### Work to complete
In the records below, find the line with "let listener = tokio::net::TcpListener::bind(addr)" and the line with "filename crates/api/src/error.rs"; return exactly those lines and every line between them.

= = = =

//! Shared types, error taxonomy, and input validation for the vet clinic
//! service.

pub mod error;
pub mod types;
pub mod validation;
use axum::extract::State;
use axum::{routing::get, Json, Router};
use serde::Serialize;

use crate::state::AppState;

/// Health check response payload.
#[derive(Serialize)]
pub struct HealthResponse {
    /// Overall service status.
    pub status: &'static str,
    /// Crate version from Cargo.toml.
    pub version: &'static str,
    /// Whether the database is reachable.
    pub db_healthy: bool,
}

/// GET /health -- returns service and database health.
async fn health_check(State(state): State<AppState>) -> Json<HealthResponse> {
    let db_healthy = vetclinic_db::health_check(&state.pool).await.is_ok();

    let status = if db_healthy { "ok" } else { "degraded" };

    Json(HealthResponse {
        status,
        version: env!("CARGO_PKG_VERSION"),
        db_healthy,
    })
}

/// Mount health check routes (intended for root-level, NOT under `/api/v1`).
pub fn router() -> Router<AppState> {
    Router::new().route("/health", get(health_check))
}
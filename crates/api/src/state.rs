use std::sync::Arc;

use crate::config::ServerConfig;

/// Shared application state available to all Axum handlers via `State<AppState>`.
///
/// Cheaply cloneable; the pool is internally reference-counted. The pool is
/// constructed once at startup and injected here, never looked up through
/// globals.
#[derive(Clone)]
pub struct AppState {
    /// Database connection pool.
    pub pool: vetclinic_db::DbPool,
    /// Server configuration.
    pub config: Arc<ServerConfig>,
}
//! HTTP handlers, one module per resource.
//!
//! Handlers translate verbs/paths into repository calls; all consistency
//! logic lives in the repositories. Malformed path ids never reach them:
//! the `Path<DbId>` extractor rejects those with 400 first.

pub mod appointment;
pub mod client;
pub mod pet;
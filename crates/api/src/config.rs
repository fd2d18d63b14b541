/// Server configuration loaded from environment variables.
///
/// All fields have defaults suitable for local development. In production,
/// override via environment variables.
#[derive(Debug, Clone)]
pub struct ServerConfig {
    /// Bind address (default: `0.0.0.0`).
    pub host: String,
    /// Bind port (default: `8080`).
    pub port: u16,
    /// Database URL (default: `sqlite://vet_clinic.db`).
    pub database_url: String,
    /// Allowed CORS origins, parsed from comma-separated `CORS_ORIGINS`.
    pub cors_origins: Vec<String>,
    /// HTTP request timeout in seconds (default: `30`).
    pub request_timeout_secs: u64,
}

impl ServerConfig {
    /// Load configuration from environment variables with defaults.
    ///
    /// | Env Var                | Default                    |
    /// |------------------------|----------------------------|
    /// | `HOST`                 | `0.0.0.0`                  |
    /// | `PORT`                 | `8080`                     |
    /// | `DATABASE_URL`         | `sqlite://vet_clinic.db`   |
    /// | `CORS_ORIGINS`         | `http://localhost:5173`    |
    /// | `REQUEST_TIMEOUT_SECS` | `30`                       |
    pub fn from_env() -> Self {
        let host = std::env::var("HOST").unwrap_or_else(|_| "0.0.0.0".into());

        let port: u16 = std::env::var("PORT")
            .unwrap_or_else(|_| "8080".into())
            .parse()
            .expect("PORT must be a valid u16");

        let database_url =
            std::env::var("DATABASE_URL").unwrap_or_else(|_| "sqlite://vet_clinic.db".into());

        let cors_origins: Vec<String> = std::env::var("CORS_ORIGINS")
            .unwrap_or_else(|_| "http://localhost:5173".into())
            .split(',')
            .map(|s| s.trim().to_string())
            .filter(|s| !s.is_empty())
            .collect();

        let request_timeout_secs: u64 = std::env::var("REQUEST_TIMEOUT_SECS")
            .unwrap_or_else(|_| "30".into())
            .parse()
            .expect("REQUEST_TIMEOUT_SECS must be a valid u64");

        Self {
            host,
            port,
            database_url,
            cors_origins,
            request_timeout_secs,
        }
    }
}
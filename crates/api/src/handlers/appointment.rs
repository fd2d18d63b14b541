//! Handlers for the `/appointments` resource and the pet-scoped listing.

use axum::extract::{Path, Query, State};
use axum::http::StatusCode;
use axum::Json;
use serde::Deserialize;
use vetclinic_core::types::DbId;
use vetclinic_db::models::appointment::{Appointment, CreateAppointment, UpdateAppointment};
use vetclinic_db::repositories::AppointmentRepo;

use crate::error::AppResult;
use crate::state::AppState;

/// Query parameters for GET /appointments.
#[derive(Debug, Deserialize)]
pub struct ListAppointmentsQuery {
    /// Restrict the listing to one pet's appointments.
    pub pet_id: Option<DbId>,
}

/// POST /api/v1/appointments
pub async fn create(
    State(state): State<AppState>,
    Json(input): Json<CreateAppointment>,
) -> AppResult<(StatusCode, Json<Appointment>)> {
    let appointment = AppointmentRepo::create(&state.pool, &input).await?;
    Ok((StatusCode::CREATED, Json(appointment)))
}

/// GET /api/v1/appointments[?pet_id=N]
pub async fn list(
    State(state): State<AppState>,
    Query(query): Query<ListAppointmentsQuery>,
) -> AppResult<Json<Vec<Appointment>>> {
    let appointments = match query.pet_id {
        Some(pet_id) => AppointmentRepo::list_by_pet(&state.pool, pet_id).await?,
        None => AppointmentRepo::list(&state.pool).await?,
    };
    Ok(Json(appointments))
}

/// GET /api/v1/pets/{pet_id}/appointments
pub async fn list_by_pet(
    State(state): State<AppState>,
    Path(pet_id): Path<DbId>,
) -> AppResult<Json<Vec<Appointment>>> {
    let appointments = AppointmentRepo::list_by_pet(&state.pool, pet_id).await?;
    Ok(Json(appointments))
}

/// GET /api/v1/appointments/{id}
pub async fn get_by_id(
    State(state): State<AppState>,
    Path(id): Path<DbId>,
) -> AppResult<Json<Appointment>> {
    let appointment = AppointmentRepo::find_by_id(&state.pool, id).await?;
    Ok(Json(appointment))
}

/// PUT /api/v1/appointments/{id} -- full replace; the id comes from the path.
pub async fn update(
    State(state): State<AppState>,
    Path(id): Path<DbId>,
    Json(input): Json<UpdateAppointment>,
) -> AppResult<Json<Appointment>> {
    let appointment = AppointmentRepo::update(&state.pool, id, &input).await?;
    Ok(Json(appointment))
}

/// DELETE /api/v1/appointments/{id}
pub async fn delete(State(state): State<AppState>, Path(id): Path<DbId>) -> AppResult<StatusCode> {
    AppointmentRepo::delete(&state.pool, id).await?;
    Ok(StatusCode::NO_CONTENT)
}
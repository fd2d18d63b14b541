use std::net::SocketAddr;
use std::sync::Arc;

use tracing_subscriber::{layer::SubscriberExt, util::SubscriberInitExt};

use vetclinic_api::config::ServerConfig;
use vetclinic_api::router::build_app_router;
use vetclinic_api::state::AppState;

#[tokio::main]
async fn main() {
    dotenvy::dotenv().ok();

    // --- Tracing ---
    tracing_subscriber::registry()
        .with(
            tracing_subscriber::EnvFilter::try_from_default_env()
                .unwrap_or_else(|_| "vetclinic_api=debug,tower_http=debug".into()),
        )
        .with(tracing_subscriber::fmt::layer())
        .init();

    // --- Configuration ---
    let config = ServerConfig::from_env();
    tracing::info!(host = %config.host, port = %config.port, "Loaded server configuration");

    // --- Database ---
    let pool = vetclinic_db::create_pool(&config.database_url)
        .await
        .expect("Failed to connect to database");
    tracing::info!("Database connection pool created");

    vetclinic_db::health_check(&pool)
        .await
        .expect("Database health check failed");
    tracing::info!("Database health check passed");

    vetclinic_db::run_migrations(&pool)
        .await
        .expect("Failed to run database migrations");
    tracing::info!("Database migrations applied");

    // --- App state ---
    let state = AppState {
        pool: pool.clone(),
        config: Arc::new(config.clone()),
    };

    // --- Router ---
    let app = build_app_router(state, &config);

    // --- Start server ---
    let addr = SocketAddr::new(
        config.host.parse().expect("Invalid HOST address"),
        config.port,
    );
    tracing::info!(%addr, "Starting server");

    let listener = tokio::net::TcpListener::bind(addr)
        .await
        .expect("Failed to bind to address");

    axum::serve(listener, app)
        .with_graceful_shutdown(shutdown_signal())
        .await
        .expect("Server error");

    // --- Post-shutdown cleanup ---
    tracing::info!("Server stopped accepting connections, cleaning up");
    pool.close().await;
    tracing::info!("Database pool closed, graceful shutdown complete");
}

/// Wait for a termination signal to initiate graceful shutdown.
///
/// Handles both SIGINT (Ctrl-C) and SIGTERM (on Unix) so the server
/// shuts down cleanly whether stopped interactively or by a process
/// manager (e.g. systemd, Docker, Kubernetes).
async fn shutdown_signal() {
    let ctrl_c = async {
        tokio::signal::ctrl_c()
            .await
            .expect("Failed to install Ctrl-C handler");
    };

    #[cfg(unix)]
    let terminate = async {
        tokio::signal::unix::signal(tokio::signal::unix::SignalKind::terminate())
            .expect("Failed to install SIGTERM handler")
            .recv()
            .await;
    };

    #[cfg(not(unix))]
    let terminate = std::future::pending::<()>();

    tokio::select! {
        () = ctrl_c => {
            tracing::info!("Received SIGINT (Ctrl-C), starting graceful shutdown");
        }
        () = terminate => {
            tracing::info!("Received SIGTERM, starting graceful shutdown");
        }
    }
}
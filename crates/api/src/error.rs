use axum::http::StatusCode;
use axum::response::{IntoResponse, Response};
use serde_json::json;
use vetclinic_core::error::CoreError;

/// Application-level error type for HTTP handlers.
///
/// Wraps [`CoreError`] and implements [`IntoResponse`] to produce
/// consistent JSON error responses.
#[derive(Debug, thiserror::Error)]
pub enum AppError {
    /// A domain-level error from the repository layer.
    #[error(transparent)]
    Core(#[from] CoreError),
}

/// Convenience type alias for handler return values.
pub type AppResult<T> = Result<T, AppError>;

impl IntoResponse for AppError {
    fn into_response(self) -> Response {
        let AppError::Core(core) = self;

        let (status, code, message) = match &core {
            CoreError::NotFound { entity, id } => (
                StatusCode::NOT_FOUND,
                "NOT_FOUND",
                format!("{entity} with id {id} not found"),
            ),
            CoreError::Validation(msg) => {
                (StatusCode::BAD_REQUEST, "VALIDATION_ERROR", msg.clone())
            }
            CoreError::Constraint(msg) => (StatusCode::CONFLICT, "CONFLICT", msg.clone()),
            CoreError::Storage(msg) => {
                tracing::error!(error = %msg, "Storage error");
                (
                    StatusCode::INTERNAL_SERVER_ERROR,
                    "INTERNAL_ERROR",
                    "An internal error occurred".to_string(),
                )
            }
        };

        let body = json!({
            "error": message,
            "code": code,
        });

        (status, axum::Json(body)).into_response()
    }
}
//! Repository for the `pets` table.

use chrono::Utc;

use vetclinic_core::error::CoreError;
use vetclinic_core::types::DbId;
use vetclinic_core::validation::validate_required;

use crate::models::pet::{CreatePet, Pet, UpdatePet};
use crate::{map_sqlx_error, DbPool};

/// Column list shared across queries to avoid repetition.
const COLUMNS: &str =
    "id, name, species, breed, birth_date, weight, description, client_id, created_at, updated_at";

/// Provides CRUD operations for pets plus the client-scoped listing.
pub struct PetRepo;

impl PetRepo {
    /// List all pets, ordered by id ascending.
    pub async fn list(pool: &DbPool) -> Result<Vec<Pet>, CoreError> {
        let query = format!("SELECT {COLUMNS} FROM pets ORDER BY id ASC");
        sqlx::query_as::<_, Pet>(&query)
            .fetch_all(pool)
            .await
            .map_err(map_sqlx_error)
    }

    /// Find a pet by id.
    pub async fn find_by_id(pool: &DbPool, id: DbId) -> Result<Pet, CoreError> {
        let query = format!("SELECT {COLUMNS} FROM pets WHERE id = $1");
        sqlx::query_as::<_, Pet>(&query)
            .bind(id)
            .fetch_optional(pool)
            .await
            .map_err(map_sqlx_error)?
            .ok_or(CoreError::NotFound { entity: "Pet", id })
    }

    /// List all pets belonging to a client, in insertion order.
    ///
    /// Returns an empty vec both for a client with no pets and for a
    /// client id that does not exist; callers who need to distinguish the
    /// two must check the client separately.
    pub async fn list_by_client(pool: &DbPool, client_id: DbId) -> Result<Vec<Pet>, CoreError> {
        let query = format!("SELECT {COLUMNS} FROM pets WHERE client_id = $1 ORDER BY id ASC");
        sqlx::query_as::<_, Pet>(&query)
            .bind(client_id)
            .fetch_all(pool)
            .await
            .map_err(map_sqlx_error)
    }

    /// Insert a new pet, returning the created row.
    ///
    /// A `client_id` that references no existing client is rejected by the
    /// foreign key as [`CoreError::Constraint`]. There is no separate
    /// existence pre-check; the constraint at insert time is the sole
    /// enforcement.
    pub async fn create(pool: &DbPool, input: &CreatePet) -> Result<Pet, CoreError> {
        validate_required("name", &input.name)?;
        validate_required("species", &input.species)?;

        let now = Utc::now();
        let query = format!(
            "INSERT INTO pets (name, species, breed, birth_date, weight, description, client_id,
                               created_at, updated_at)
             VALUES ($1, $2, $3, $4, $5, $6, $7, $8, $9)
             RETURNING {COLUMNS}"
        );
        sqlx::query_as::<_, Pet>(&query)
            .bind(&input.name)
            .bind(&input.species)
            .bind(&input.breed)
            .bind(input.birth_date)
            .bind(input.weight)
            .bind(&input.description)
            .bind(input.client_id)
            .bind(now)
            .bind(now)
            .fetch_one(pool)
            .await
            .map_err(map_sqlx_error)
    }

    /// Replace every mutable field of an existing pet, including
    /// `client_id` (moving the pet to another client is subject to the
    /// same foreign-key check as create).
    pub async fn update(pool: &DbPool, id: DbId, input: &UpdatePet) -> Result<Pet, CoreError> {
        validate_required("name", &input.name)?;
        validate_required("species", &input.species)?;

        let query = format!(
            "UPDATE pets SET
                name = $2,
                species = $3,
                breed = $4,
                birth_date = $5,
                weight = $6,
                description = $7,
                client_id = $8,
                updated_at = $9
             WHERE id = $1
             RETURNING {COLUMNS}"
        );
        sqlx::query_as::<_, Pet>(&query)
            .bind(id)
            .bind(&input.name)
            .bind(&input.species)
            .bind(&input.breed)
            .bind(input.birth_date)
            .bind(input.weight)
            .bind(&input.description)
            .bind(input.client_id)
            .bind(Utc::now())
            .fetch_optional(pool)
            .await
            .map_err(map_sqlx_error)?
            .ok_or(CoreError::NotFound { entity: "Pet", id })
    }

    /// Physically delete a pet by id.
    ///
    /// A pet that still has appointments cannot be deleted (RESTRICT).
    pub async fn delete(pool: &DbPool, id: DbId) -> Result<(), CoreError> {
        let result = sqlx::query("DELETE FROM pets WHERE id = $1")
            .bind(id)
            .execute(pool)
            .await
            .map_err(map_sqlx_error)?;

        if result.rows_affected() == 0 {
            return Err(CoreError::NotFound { entity: "Pet", id });
        }
        Ok(())
    }
}
//! Bootstrap tests: migrations, health check, schema presence.

use sqlx::SqlitePool;

/// Full bootstrap: migrate, verify schema, health check.
#[sqlx::test(migrations = "./migrations")]
async fn full_bootstrap(pool: SqlitePool) {
    vetclinic_db::health_check(&pool).await.unwrap();

    // All three tables must exist and start empty.
    for table in ["clients", "pets", "appointments"] {
        let count: (i64,) = sqlx::query_as(&format!("SELECT COUNT(*) FROM {table}"))
            .fetch_one(&pool)
            .await
            .unwrap_or_else(|e| panic!("{table} query failed: {e}"));
        assert_eq!(count.0, 0, "{table} should start empty");
    }
}

/// Foreign-key enforcement must be active on pool connections; it is the
/// sole mechanism guaranteeing parent rows exist at insert time.
#[sqlx::test(migrations = "./migrations")]
async fn foreign_keys_are_enforced(pool: SqlitePool) {
    let enabled: (i64,) = sqlx::query_as("PRAGMA foreign_keys")
        .fetch_one(&pool)
        .await
        .unwrap();
    assert_eq!(enabled.0, 1, "PRAGMA foreign_keys should be ON");
}

/// The email unique index from the initial migration must be present.
#[sqlx::test(migrations = "./migrations")]
async fn email_unique_index_exists(pool: SqlitePool) {
    let count: (i64,) = sqlx::query_as(
        "SELECT COUNT(*) FROM sqlite_master
         WHERE type = 'index' AND name = 'uq_clients_email'",
    )
    .fetch_one(&pool)
    .await
    .unwrap();
    assert_eq!(count.0, 1);
}
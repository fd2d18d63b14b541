//! Route definitions, one module per resource.

pub mod appointment;
pub mod client;
pub mod health;
pub mod pet;

use axum::Router;

use crate::state::AppState;

/// Build the `/api/v1` route tree.
///
/// ```text
/// /clients                      list, create
/// /clients/{id}                 get (with pets), update, delete
/// /clients/{id}/pets            pets of a client
///
/// /pets                         list (?client_id=N), create
/// /pets/{id}                    get, update, delete
/// /pets/{id}/appointments       appointments of a pet
///
/// /appointments                 list (?pet_id=N), create
/// /appointments/{id}            get, update, delete
/// ```
pub fn api_routes() -> Router<AppState> {
    Router::new()
        .nest("/clients", client::router())
        .nest("/pets", pet::router())
        .nest("/appointments", appointment::router())
}
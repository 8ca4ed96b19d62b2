use std::sync::atomic::{AtomicI64, Ordering};
use std::sync::Arc;
use std::time::Duration;

use redis::aio::ConnectionManager;
use redis::AsyncCommands;
use tracing::warn;

const RETRY_DELAY: Duration = Duration::from_millis(100);

/// Counting semaphore bounding concurrent fetches against VLR.gg.
///
/// The Redis backend coordinates across worker processes through a shared
/// counter: acquire is INCR-check-DECR-retry, release is an unconditional
/// DECR. The counter has no expiry tied to holder lifetime, so [`reset`]
/// must be called at startup to clear counts left by a crashed instance.
///
/// If Redis is unreachable the limiter degrades to a no-op rather than
/// blocking all traffic.
///
/// [`reset`]: FetchLimiter::reset
pub struct FetchLimiter {
    backend: Backend,
    limit: i64,
    retry_delay: Duration,
}

enum Backend {
    Redis {
        manager: ConnectionManager,
        key: String,
    },
    Memory(Arc<AtomicI64>),
    Disabled,
}

/// RAII admission permit; releases its slot when dropped, on every exit path.
pub struct FetchPermit {
    release: Option<Release>,
}

enum Release {
    Redis {
        manager: ConnectionManager,
        key: String,
    },
    Memory(Arc<AtomicI64>),
}

impl FetchLimiter {
    /// Limiter backed by a shared Redis counter.
    pub fn redis(manager: ConnectionManager, limit: i64) -> Self {
        Self {
            backend: Backend::Redis {
                manager,
                key: "vlr_request_semaphore".to_string(),
            },
            limit,
            retry_delay: RETRY_DELAY,
        }
    }

    /// Process-local limiter; used in tests and single-process deployments.
    pub fn in_memory(limit: i64) -> Self {
        Self {
            backend: Backend::Memory(Arc::new(AtomicI64::new(0))),
            limit,
            retry_delay: RETRY_DELAY,
        }
    }

    /// A limiter that admits everything (no Redis configured).
    pub fn disabled() -> Self {
        Self {
            backend: Backend::Disabled,
            limit: 0,
            retry_delay: RETRY_DELAY,
        }
    }

    #[cfg(test)]
    fn with_retry_delay(mut self, delay: Duration) -> Self {
        self.retry_delay = delay;
        self
    }

    /// Wait until a fetch slot is available. Retries indefinitely; the
    /// overall request timeout is the caller's backstop.
    pub async fn acquire(&self) -> FetchPermit {
        loop {
            match &self.backend {
                Backend::Disabled => {
                    return FetchPermit { release: None };
                }
                Backend::Memory(counter) => {
                    let current = counter.fetch_add(1, Ordering::SeqCst) + 1;
                    if current <= self.limit {
                        return FetchPermit {
                            release: Some(Release::Memory(Arc::clone(counter))),
                        };
                    }
                    counter.fetch_sub(1, Ordering::SeqCst);
                }
                Backend::Redis { manager, key } => {
                    let mut con = manager.clone();
                    let incremented: redis::RedisResult<i64> = con.incr(key, 1i64).await;
                    match incremented {
                        Ok(current) if current <= self.limit => {
                            return FetchPermit {
                                release: Some(Release::Redis {
                                    manager: manager.clone(),
                                    key: key.clone(),
                                }),
                            };
                        }
                        Ok(_) => {
                            let _: redis::RedisResult<i64> = con.decr(key, 1i64).await;
                        }
                        Err(e) => {
                            // Availability over strict limiting.
                            warn!(error = %e, "limiter backend unavailable, admitting unbounded");
                            return FetchPermit { release: None };
                        }
                    }
                }
            }
            tokio::time::sleep(self.retry_delay).await;
        }
    }

    /// Force the shared counter to zero, clearing stale counts from a
    /// previous crashed instance.
    pub async fn reset(&self) {
        match &self.backend {
            Backend::Disabled => {}
            Backend::Memory(counter) => counter.store(0, Ordering::SeqCst),
            Backend::Redis { manager, key } => {
                let mut con = manager.clone();
                if let Err(e) = con.set::<_, _, ()>(key, 0i64).await {
                    warn!(error = %e, "failed to reset limiter counter");
                }
            }
        }
    }
}

impl Drop for FetchPermit {
    fn drop(&mut self) {
        match self.release.take() {
            None => {}
            Some(Release::Memory(counter)) => {
                counter.fetch_sub(1, Ordering::SeqCst);
            }
            Some(Release::Redis { manager, key }) => {
                // DECR must happen even though Drop cannot await.
                if let Ok(handle) = tokio::runtime::Handle::try_current() {
                    handle.spawn(async move {
                        let mut con = manager;
                        let _: redis::RedisResult<i64> = con.decr(&key, 1i64).await;
                    });
                }
            }
        }
    }
}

= = = =

### Task solution
    let listener = tokio::net::TcpListener::bind(addr)
        .await
        .expect("Failed to bind to address");

    axum::serve(listener, app)
        .with_graceful_shutdown(shutdown_signal())
        .await
        .expect("Server error");

    // --- Post-shutdown cleanup ---
    tracing::info!("Server stopped accepting connections, cleaning up");
    pool.close().await;
    tracing::info!("Database pool closed, graceful shutdown complete");
}

/// Wait for a termination signal to initiate graceful shutdown.
///
/// Handles both SIGINT (Ctrl-C) and SIGTERM (on Unix) so the server
/// shuts down cleanly whether stopped interactively or by a process
/// manager (e.g. systemd, Docker, Kubernetes).
async fn shutdown_signal() {
    let ctrl_c = async {
        tokio::signal::ctrl_c()
            .await
            .expect("Failed to install Ctrl-C handler");
    };

    #[cfg(unix)]
    let terminate = async {
        tokio::signal::unix::signal(tokio::signal::unix::SignalKind::terminate())
            .expect("Failed to install SIGTERM handler")
            .recv()
            .await;
    };

    #[cfg(not(unix))]
    let terminate = std::future::pending::<()>();

    tokio::select! {
        () = ctrl_c => {
            tracing::info!("Received SIGINT (Ctrl-C), starting graceful shutdown");
        }
        () = terminate => {
            tracing::info!("Received SIGTERM, starting graceful shutdown");
        }
    }
}
filename crates/api/src/error.rs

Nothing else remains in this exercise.